Un pendule dans le vent, ça bouge énormément

Résultat scientifique

Sous l'action du vent, un objet tel qu'un arbre ou un avion, peut être soumis à des évènements soudains et parfois dommageables dont l'origine n'est pas toujours clairement identifiée. En étudiant les transitions d'un simple pendule sous l'action d'un vent régulier, les chercheuses et les chercheurs démontrent qu'elles obéissent à une statistique de la famille des statistiques extrêmes, c'est-à-dire dues à des évènements rares mais intenses.

Un objet sous l'action du vent est soumis à des forces aérodynamiques qui sont la force de portance, celle qui fait voler les avions, et la force de trainée, qui caractérise la résistance de l'air. Des tourbillons apparaissent dans le sillage de l'objet, créant des fluctuations importantes de ces forces et pouvant générer des comportements soudains. Ainsi, un simple pendule circulaire soumis à un vent régulier possède deux positions stables en raison des équilibres entre son poids et les forces de portance et de trainée, mais subit des transitions soudaines entre ces deux positions en raison de leurs fluctuations1. En observant sur des temps longs le mouvement d’un tel pendule et en analysant ces transitions de façon statistique, les physiciennes et les physiciens ont montré que leur statistique était similaire à celle de la transition vers la turbulence observée dans le cas d'un fluide dans un tuyau, à savoir régies par des évènements rares et intenses. Ils posent ainsi le système canonique du pendule simple en interaction aérodynamique comme un paradigme étonnamment simple pour la compréhension des lois statistiques de phénomènes dits extrêmes. Ce travail a été effectué par des chercheurs du Laboratoire de physique (LPENSL, CNRS/ ENS Lyon) et publié dans les Physical Review Letters.
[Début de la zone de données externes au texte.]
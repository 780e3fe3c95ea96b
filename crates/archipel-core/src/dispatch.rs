//! The command vocabulary of the world actor.
//!
//! Every mutation a client can request is a [`Command`]; [`execute`] routes
//! it to the engine that owns it and wraps the result in an [`Outcome`].

use archipel_types::{
    BuildingKind, CityId, IslandId, NotificationId, NotificationKind, PlayerId, Research, Resource,
    TaxRate, Transport, TransportId, TransportState, Workplace,
};
use archipel_world::{Rules, World};
use chrono::{DateTime, Utc};
use rand::Rng;
use serde::Serialize;

use crate::commands::{self, CureOutcome, ShipPurchase};
use crate::construction::{self, BuildOrder};
use crate::error::CommandError;
use crate::sites::{self, DonationOutcome};
use crate::transport::{self, TransportRequest};
use crate::{notifications, research};

/// A state-changing request.
#[derive(Debug, Clone, PartialEq, Eq)]
pub enum Command {
    /// Log in, creating the account on first use.
    Join {
        /// Login name.
        username: String,
        /// Plaintext credential.
        credential: String,
    },
    /// Take an unowned city.
    ClaimCity {
        /// Acting player.
        player: PlayerId,
        /// City to claim.
        city: CityId,
    },
    /// Rename a city.
    RenameCity {
        /// Acting player.
        player: PlayerId,
        /// City to rename.
        city: CityId,
        /// New name.
        name: String,
    },
    /// Build a new building or upgrade the one in the slot.
    BuildOrUpgrade {
        /// Acting player.
        player: PlayerId,
        /// Target city.
        city: CityId,
        /// Slot index.
        slot: usize,
        /// Building kind.
        kind: BuildingKind,
    },
    /// Lower or remove the building in a slot.
    Destroy {
        /// Acting player.
        player: PlayerId,
        /// Target city.
        city: CityId,
        /// Slot index.
        slot: usize,
    },
    /// Finish a nearly complete construction.
    CompleteInstantly {
        /// Acting player.
        player: PlayerId,
        /// Target city.
        city: CityId,
        /// Slot index.
        slot: usize,
    },
    /// Set the workers of a site or the academy.
    AssignWorkers {
        /// Acting player.
        player: PlayerId,
        /// Target city.
        city: CityId,
        /// Site or academy.
        workplace: Workplace,
        /// Requested worker count.
        count: u32,
    },
    /// Donate toward a site upgrade.
    Donate {
        /// Acting player.
        player: PlayerId,
        /// Donor city.
        city: CityId,
        /// Island of the site.
        island: IslandId,
        /// Resource the site yields.
        site: Resource,
        /// Resource donated.
        resource: Resource,
        /// Amount offered.
        amount: u32,
    },
    /// Ship goods to another city.
    CreateTransport {
        /// Acting player.
        player: PlayerId,
        /// Shipment details.
        request: TransportRequest,
    },
    /// Cancel a shipment.
    CancelTransport {
        /// Acting player.
        player: PlayerId,
        /// Transport to cancel.
        id: TransportId,
    },
    /// Unlock a research.
    UnlockResearch {
        /// Acting player.
        player: PlayerId,
        /// Research to unlock.
        research: Research,
    },
    /// Select a tax band.
    SetTaxRate {
        /// Acting player.
        player: PlayerId,
        /// Target city.
        city: CityId,
        /// New band.
        rate: TaxRate,
    },
    /// Select the windmill cereal multiplier.
    SetWindmillMultiplier {
        /// Acting player.
        player: PlayerId,
        /// Target city.
        city: CityId,
        /// Chosen multiplier.
        multiplier: u32,
    },
    /// Try to cure a city's plague.
    CurePlague {
        /// Acting player.
        player: PlayerId,
        /// Target city.
        city: CityId,
    },
    /// Buy a ship with gold from a city.
    BuyShip {
        /// Acting player.
        player: PlayerId,
        /// City paying.
        city: CityId,
    },
    /// Credit diamonds to a player.
    AddDiamonds {
        /// Player credited.
        player: PlayerId,
        /// Diamonds added.
        amount: u64,
    },
    /// Deliver an arbitrary message to a player.
    Notify {
        /// Recipient.
        player: PlayerId,
        /// Category.
        kind: NotificationKind,
        /// Text.
        message: String,
    },
    /// Mark every notification of a player as read.
    MarkNotificationsRead {
        /// Player whose inbox is cleared.
        player: PlayerId,
    },
}

/// What an accepted command produced.
#[derive(Debug, Clone, PartialEq, Eq, Serialize)]
#[serde(untagged)]
pub enum Outcome {
    /// Nothing to report beyond success.
    Done,
    /// The player's id after a join.
    Player {
        /// Player id.
        player_id: PlayerId,
    },
    /// A construction started.
    Construction(BuildOrder),
    /// Whether a destroy changed anything.
    Destroyed {
        /// `false` when the slot was already empty.
        destroyed: bool,
    },
    /// Workers actually assigned.
    Workers {
        /// Count after clamping.
        assigned: u32,
    },
    /// A donation was accepted.
    Donation(DonationOutcome),
    /// A transport was created.
    Transport(Box<Transport>),
    /// State of a transport after cancellation.
    Cancelled {
        /// `cancelled` in port, `returning` at sea.
        state: TransportState,
    },
    /// Windmill multiplier stored.
    Multiplier {
        /// Value stored.
        multiplier: u32,
    },
    /// Plague cure attempt.
    Cure(CureOutcome),
    /// Ship bought.
    Ship(ShipPurchase),
    /// Diamond balance after a top-up.
    Diamonds {
        /// New balance.
        diamonds: u64,
    },
    /// A notification was delivered.
    Notified {
        /// Its id.
        id: NotificationId,
    },
    /// Notifications marked read.
    MarkedRead {
        /// How many changed.
        marked: usize,
    },
}

/// Apply one command to the world.
///
/// # Errors
///
/// Returns the engine's [`CommandError`]; the world is then unchanged.
pub fn execute(
    rules: &Rules,
    world: &mut World,
    rng: &mut impl Rng,
    command: Command,
    now: DateTime<Utc>,
) -> Result<Outcome, CommandError> {
    match command {
        Command::Join { username, credential } => {
            commands::join(rules, world, &username, &credential, now)
                .map(|player_id| Outcome::Player { player_id })
        }
        Command::ClaimCity { player, city } => {
            commands::claim_city(world, player, city).map(|()| Outcome::Done)
        }
        Command::RenameCity { player, city, name } => {
            commands::rename_city(world, player, city, &name).map(|()| Outcome::Done)
        }
        Command::BuildOrUpgrade {
            player,
            city,
            slot,
            kind,
        } => construction::build_or_upgrade(rules, world, player, city, slot, kind, now)
            .map(Outcome::Construction),
        Command::Destroy { player, city, slot } => Ok(Outcome::Destroyed {
            destroyed: construction::destroy(rules, world, player, city, slot),
        }),
        Command::CompleteInstantly { player, city, slot } => {
            construction::complete_instantly(rules, world, player, city, slot, now)
                .map(|()| Outcome::Done)
        }
        Command::AssignWorkers {
            player,
            city,
            workplace,
            count,
        } => commands::assign_workers(rules, world, player, city, workplace, count)
            .map(|assigned| Outcome::Workers { assigned }),
        Command::Donate {
            player,
            city,
            island,
            site,
            resource,
            amount,
        } => sites::donate(rules, world, player, city, island, site, resource, amount, now)
            .map(Outcome::Donation),
        Command::CreateTransport { player, request } => {
            transport::create(world, player, request).map(|t| Outcome::Transport(Box::new(t)))
        }
        Command::CancelTransport { player, id } => {
            transport::cancel(rules, world, player, id, now)
                .map(|state| Outcome::Cancelled { state })
        }
        Command::UnlockResearch { player, research } => {
            research::unlock(rules, world, player, research, now).map(|()| Outcome::Done)
        }
        Command::SetTaxRate { player, city, rate } => {
            commands::set_tax_rate(world, player, city, rate).map(|()| Outcome::Done)
        }
        Command::SetWindmillMultiplier {
            player,
            city,
            multiplier,
        } => commands::set_windmill_multiplier(world, player, city, multiplier)
            .map(|multiplier| Outcome::Multiplier { multiplier }),
        Command::CurePlague { player, city } => {
            commands::cure_plague(rules, world, player, city, rng).map(Outcome::Cure)
        }
        Command::BuyShip { player, city } => {
            commands::buy_ship(rules, world, player, city).map(Outcome::Ship)
        }
        Command::AddDiamonds { player, amount } => {
            commands::add_diamonds(world, player, amount)
                .map(|diamonds| Outcome::Diamonds { diamonds })
        }
        Command::Notify {
            player,
            kind,
            message,
        } => {
            if world.player(player).is_none() {
                return Err(CommandError::PlayerNotFound(player));
            }
            Ok(Outcome::Notified {
                id: notifications::notify(world, player, kind, message, now),
            })
        }
        Command::MarkNotificationsRead { player } => Ok(Outcome::MarkedRead {
            marked: notifications::mark_all_read(world, player),
        }),
    }
}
Pour réaliser cette étude, un système entièrement automatisé a été mis au point, afin de contrôler la position initiale du pendule, au choix sur l’une des deux branches stables (branche dominée par la portance ou branche dominée par la trainée) en fonction de la vitesse du vent, puis de détecter de manière systématique l’occurrence d’une transition d'une branche vers l’autre par un suivi précis de sa position angulaire, et enfin de ramener le pendule sur la branche initiale. En répétant un tel cycle des milliers de fois (ce qui correspond à plusieurs semaines d’expérimentation) il est possible de caractériser très précisément les lois statistiques régissant ces transitions. L’étude est particulièrement complexe car les transitions se produisent de manière aléatoire, avec des temps d’attente pouvant varier de quelques secondes à plusieurs heures. Grâce à cette observation, les chercheurs ont ensuite construit une modélisation des statistiques de transition du pendule à partir d’une analogie conceptuelle avec un grand problème de la mécanique des fluides : la transition vers la turbulence. De manière remarquable, il a été notamment observé que les fluctuations du couple exercé par les forces aérodynamiques sur le pendule obéissaient à une distribution de Gumbel, bien connue dans la famille des statistiques dites extrêmes. Cette étude indique aussi que les transitions observées sur le pendule ne sont pas déclenchées par des évènements exceptionnels provenant du vent appliqué mais auto-induites par des événements tourbillonnaires exceptionnels naissant dans son propre sillage. L'étape suivante est de visualiser le sillage du pendule de façon tridimensionnelle et résolue en temps, et d'utiliser ce système simple de pendule pour développer des protocoles de contrôle de sa position, avec de potentielles applications en aérodynamique où ces phénomènes de tourbillons de sillage sont bien connus.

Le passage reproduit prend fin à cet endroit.